For more information, please see the original medical update
Re-growing the immune system from spinal cord stem cells
Targeting Multiple Sclerosis as an Autoimmune Disease with
Intensive Immunoablative Therapy and Immunological Reconstitution – A
Potential Curative Therapy for Patients with Predicted Poor
$4 million over six years from the Multiple Sclerosis Scientific
Research Foundation –
Approved August 2000
Harold Atkins, MD, Bone Marrow Transplantation Program, Ottawa
Hospital – General Campus
Mark Freedman, MD, MS Research Clinic, Ottawa Hospital – General
The Multiple Sclerosis Scientific Research Foundation is funding
a multi-centre project to determine whether transplanting bone
marrow stem cells in people with MS can stop the disease. Led
by Dr. Mark Freedman (MS neurologist) and Dr. Harold Atkins
(bone marrow transplant physician), both at the University
of Ottawa, the study will involve 36 people with rapidly progressing
multiple sclerosis who are likely to become severely disabled.
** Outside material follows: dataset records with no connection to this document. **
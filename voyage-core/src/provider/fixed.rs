//! Deterministic provider for offline use and tests.

use std::collections::VecDeque;
use std::sync::atomic::{AtomicUsize, Ordering};
use std::time::Duration;

use async_trait::async_trait;
use tokio::sync::Mutex;

use crate::{
    error::ProviderError,
    geo::Coordinate,
    model::{DailyForecast, WeatherCondition},
};

use super::ForecastProvider;

/// A moderate day at sea: no alert thresholds breached, adverse current.
pub fn calm_day() -> DailyForecast {
    DailyForecast {
        temperature_c: 22.0,
        wind_speed_mps: 8.5,
        wind_direction_deg: 245.0,
        wave_height_m: 2.1,
        wave_period_s: 6.5,
        wave_direction_deg: 230.0,
        current_speed_mps: 0.8,
        current_direction_deg: 180.0,
        visibility_km: 15.0,
        pressure_hpa: 1013.0,
        humidity_pct: 75.0,
        precipitation_mm: 0.0,
        condition: WeatherCondition::PartlyCloudy,
    }
}

/// Serves the same records on every call, optionally after queued failures
/// or an artificial delay.
#[derive(Debug)]
pub struct StaticProvider {
    days: Vec<DailyForecast>,
    failures: Mutex<VecDeque<ProviderError>>,
    delay: Option<Duration>,
    calls: AtomicUsize,
}

impl StaticProvider {
    pub fn new(days: Vec<DailyForecast>) -> Self {
        Self {
            days,
            failures: Mutex::new(VecDeque::new()),
            delay: None,
            calls: AtomicUsize::new(0),
        }
    }

    /// Ten days building from calm weather towards a storm on the last days.
    pub fn sample() -> Self {
        let days = (0..10u8)
            .map(|day| {
                let d = f64::from(day);
                DailyForecast {
                    temperature_c: 22.0 + (d * 0.5).sin() * 3.0,
                    wind_speed_mps: 8.5 + d * 1.5,
                    wave_height_m: 2.1 + d * 0.2,
                    visibility_km: 15.0 - d,
                    condition: match day {
                        0..=3 => WeatherCondition::PartlyCloudy,
                        4..=6 => WeatherCondition::Cloudy,
                        _ => WeatherCondition::Rain,
                    },
                    ..calm_day()
                }
            })
            .collect();

        Self::new(days)
    }

    /// Queue errors returned, in order, by the next calls.
    pub fn failing_with(mut self, errors: impl IntoIterator<Item = ProviderError>) -> Self {
        self.failures = Mutex::new(errors.into_iter().collect());
        self
    }

    pub fn with_delay(mut self, delay: Duration) -> Self {
        self.delay = Some(delay);
        self
    }

    /// Number of `daily_forecast` calls so far.
    pub fn calls(&self) -> usize {
        self.calls.load(Ordering::SeqCst)
    }
}

#[async_trait]
impl ForecastProvider for StaticProvider {
    async fn daily_forecast(
        &self,
        _at: Coordinate,
        days: u8,
    ) -> Result<Vec<DailyForecast>, ProviderError> {
        self.calls.fetch_add(1, Ordering::SeqCst);

        if let Some(delay) = self.delay {
            tokio::time::sleep(delay).await;
        }

        if let Some(err) = self.failures.lock().await.pop_front() {
            return Err(err);
        }

        Ok(self.days.iter().take(usize::from(days)).cloned().collect())
    }
}

#[cfg(test)]
mod tests {
    use super::*;

    fn here() -> Coordinate {
        Coordinate::new(59.44, 24.75).unwrap()
    }

    #[tokio::test]
    async fn sample_is_deterministic() {
        let a = StaticProvider::sample().daily_forecast(here(), 10).await.unwrap();
        let b = StaticProvider::sample().daily_forecast(here(), 10).await.unwrap();

        assert_eq!(a, b);
        assert_eq!(a[0], DailyForecast { temperature_c: 22.0, ..calm_day() });
        assert_eq!(a[9].wind_speed_mps, 22.0);
    }

    #[tokio::test]
    async fn honours_requested_day_count() {
        let days = StaticProvider::sample().daily_forecast(here(), 3).await.unwrap();
        assert_eq!(days.len(), 3);
    }

    #[tokio::test]
    async fn queued_failures_come_first() {
        let provider = StaticProvider::new(vec![calm_day()])
            .failing_with([ProviderError::Transient("HTTP 503".into())]);

        assert!(provider.daily_forecast(here(), 10).await.is_err());
        assert_eq!(provider.daily_forecast(here(), 10).await.unwrap().len(), 1);
        assert_eq!(provider.calls(), 2);
    }
}
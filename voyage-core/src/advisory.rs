pub mod calculator;
pub mod recency;

pub use calculator::{DEFAULT_BASELINE_KNOTS, recommend_speed};
pub use recency::{Disposition, RecencyPolicy};

use serde::{Deserialize, Serialize};

use crate::model::SpeedAdvisory;

/// Outcome of an advisory request: the persisted row and how it got there.
#[derive(Debug, Clone, PartialEq, Serialize, Deserialize)]
pub struct SpeedAdvisoryResult {
    pub advisory: SpeedAdvisory,
    pub disposition: Disposition,
}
Twenty-four of the participants will receive bone marrow transplantation
while12 other people with the same kind of MS but who do not
wish to have the procedure will be the control group. Recruitment
began in October 2000. Treatment centres for the study are
located in Ottawa, Toronto and Montreal.
Bone marrow transplantation is used frequently to treat leukemia.
In a very small number of people who have both MS and leukemia,
MS symptoms improved following the bone marrow stem cell transplant.
This project should allow investigators to determine if bone
marrow transplantation is an effective treatment in a group
of closely matched people with multiple sclerosis. Equally
important, should the procedure not fully stop the disease
process, is gaining information about what triggers are present
and what changes to the immune system occur at the beginning of disease activity. The
researchers are monitoring closely for signs of disease activity
in the participants at all stages of the procedure from enrolment
to the end of the study. Monitoring will include complex immune
system tests and tracking of certain immune-related genetic
changes in the hope of unveiling particular genes that might
contribute to genetic susceptibility.